──────── DATA RECORDS

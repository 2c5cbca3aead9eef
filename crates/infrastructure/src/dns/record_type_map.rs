use bastion_dns_domain::RecordType;
use hickory_proto::rr::RecordType as WireRecordType;

/// Maps between the domain-layer record types and the wire codec's.
pub struct RecordTypeMapper;

impl RecordTypeMapper {
    pub fn to_wire(record_type: RecordType) -> WireRecordType {
        match record_type {
            RecordType::A => WireRecordType::A,
            RecordType::AAAA => WireRecordType::AAAA,
            RecordType::CNAME => WireRecordType::CNAME,
            RecordType::PTR => WireRecordType::PTR,
            RecordType::TXT => WireRecordType::TXT,
            RecordType::SRV => WireRecordType::SRV,
            RecordType::SOA => WireRecordType::SOA,
            RecordType::NS => WireRecordType::NS,
            RecordType::MX => WireRecordType::MX,
            RecordType::SVCB => WireRecordType::SVCB,
            RecordType::HTTPS => WireRecordType::HTTPS,
            RecordType::ANY => WireRecordType::ANY,
            RecordType::Other(code) => WireRecordType::from(code),
        }
    }

    pub fn from_wire(record_type: WireRecordType) -> RecordType {
        match record_type {
            WireRecordType::A => RecordType::A,
            WireRecordType::AAAA => RecordType::AAAA,
            WireRecordType::CNAME => RecordType::CNAME,
            WireRecordType::PTR => RecordType::PTR,
            WireRecordType::TXT => RecordType::TXT,
            WireRecordType::SRV => RecordType::SRV,
            WireRecordType::SOA => RecordType::SOA,
            WireRecordType::NS => RecordType::NS,
            WireRecordType::MX => RecordType::MX,
            WireRecordType::SVCB => RecordType::SVCB,
            WireRecordType::HTTPS => RecordType::HTTPS,
            WireRecordType::ANY => RecordType::ANY,
            other => RecordType::Other(u16::from(other)),
        }
    }
}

────────────────

#### [WHAT IS BEING ASKED]
Every record above is to be transcribed exactly.

#### [YOUR RESPONSE]
repository 2c5cbca3aead9eef
filename crates/infrastructure/src/dns/record_type_map.rs
use bastion_dns_domain::RecordType;
use hickory_proto::rr::RecordType as WireRecordType;

/// Maps between the domain-layer record types and the wire codec's.
pub struct RecordTypeMapper;

impl RecordTypeMapper {
    pub fn to_wire(record_type: RecordType) -> WireRecordType {
        match record_type {
            RecordType::A => WireRecordType::A,
            RecordType::AAAA => WireRecordType::AAAA,
            RecordType::CNAME => WireRecordType::CNAME,
            RecordType::PTR => WireRecordType::PTR,
            RecordType::TXT => WireRecordType::TXT,
            RecordType::SRV => WireRecordType::SRV,
            RecordType::SOA => WireRecordType::SOA,
            RecordType::NS => WireRecordType::NS,
            RecordType::MX => WireRecordType::MX,
            RecordType::SVCB => WireRecordType::SVCB,
            RecordType::HTTPS => WireRecordType::HTTPS,
            RecordType::ANY => WireRecordType::ANY,
            RecordType::Other(code) => WireRecordType::from(code),
        }
    }

    pub fn from_wire(record_type: WireRecordType) -> RecordType {
        match record_type {
            WireRecordType::A => RecordType::A,
            WireRecordType::AAAA => RecordType::AAAA,
            WireRecordType::CNAME => RecordType::CNAME,
            WireRecordType::PTR => RecordType::PTR,
            WireRecordType::TXT => RecordType::TXT,
            WireRecordType::SRV => RecordType::SRV,
            WireRecordType::SOA => RecordType::SOA,
            WireRecordType::NS => RecordType::NS,
            WireRecordType::MX => RecordType::MX,
            WireRecordType::SVCB => RecordType::SVCB,
            WireRecordType::HTTPS => RecordType::HTTPS,
            WireRecordType::ANY => RecordType::ANY,
            other => RecordType::Other(u16::from(other)),
        }
    }
}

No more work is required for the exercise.